▸ DESCRIPTION OF THE TASK:
Each line of the records below that includes "InvalidResult" adds one to the count; state the final count by itself.

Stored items
================
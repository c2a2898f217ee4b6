//! Function executor contract.
//!
//! The executor is the external capability that actually performs symbolic or
//! numeric computation. Core code only ever talks to it through this trait and
//! treats every failure as "no usable result".

use crate::model::context::Context;
use async_trait::async_trait;
use serde::{Deserialize, Serialize};
use std::error::Error;
use std::fmt::{Display, Formatter};

/// Eligibility answer from a meta function.
#[derive(Debug, Clone, PartialEq, Eq, Serialize, Deserialize)]
pub struct MetaFunctionResult {
    /// Priority index; lower wins.
    pub index: i64,
    /// Human-readable candidate name.
    pub name: String,
    #[serde(default = "default_use_result")]
    pub use_result: bool,
}

fn default_use_result() -> bool {
    true
}

impl MetaFunctionResult {
    pub fn usable(index: i64, name: impl Into<String>) -> Self {
        Self {
            index,
            name: name.into(),
            use_result: true,
        }
    }

    pub fn unusable(name: impl Into<String>) -> Self {
        Self {
            index: 0,
            name: name.into(),
            use_result: false,
        }
    }
}

/// Output of a main cell function.
#[derive(Debug, Clone, Default, PartialEq, Eq, Serialize, Deserialize)]
pub struct CellFunctionResult {
    #[serde(default, skip_serializing_if = "Option::is_none")]
    pub visible_solutions: Option<Vec<String>>,
    #[serde(default, skip_serializing_if = "Option::is_none")]
    pub new_context: Option<Context>,
}

/// Failure of one executor call.
#[derive(Debug, Clone, PartialEq, Eq)]
pub enum ExecutorError {
    /// No function with this name is loaded in the executor.
    UnknownFunction(String),
    /// The function ran and raised.
    Failed { function: String, message: String },
    /// The function returned something that cannot be interpreted.
    InvalidResult { function: String, message: String },
}

impl Display for ExecutorError {
    fn fmt(&self, f: &mut Formatter<'_>) -> std::fmt::Result {
        match self {
            Self::UnknownFunction(name) => write!(f, "unknown executor function: {name}"),
            Self::Failed { function, message } => {
                write!(f, "executor function `{function}` failed: {message}")
            }
            Self::InvalidResult { function, message } => {
                write!(f, "executor function `{function}` returned invalid result: {message}")
            }
        }
    }
}

impl Error for ExecutorError {}

/// External computation capability consumed by function resolution.
///
/// Every method is a suspension point. Implementations must keep meta calls
/// side-effect free; they run once per registered function per equation cell.
#[async_trait]
pub trait FunctionExecutor: Send + Sync {
    /// Asks a meta function whether its companion applies to `text`.
    async fn call_meta(
        &self,
        function_name: &str,
        text: &str,
        context: &Context,
    ) -> Result<MetaFunctionResult, ExecutorError>;

    /// Runs a main cell function.
    async fn call_main(
        &self,
        function_name: &str,
        text: &str,
        context: &Context,
    ) -> Result<CellFunctionResult, ExecutorError>;

    /// Runs a text-transform (proc macro) function and returns the new text.
    async fn call_proc_macro(
        &self,
        function_name: &str,
        text: &str,
        context: &Context,
    ) -> Result<String, ExecutorError>;
}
================
▸ RESPONSE TO THIS TASK:
2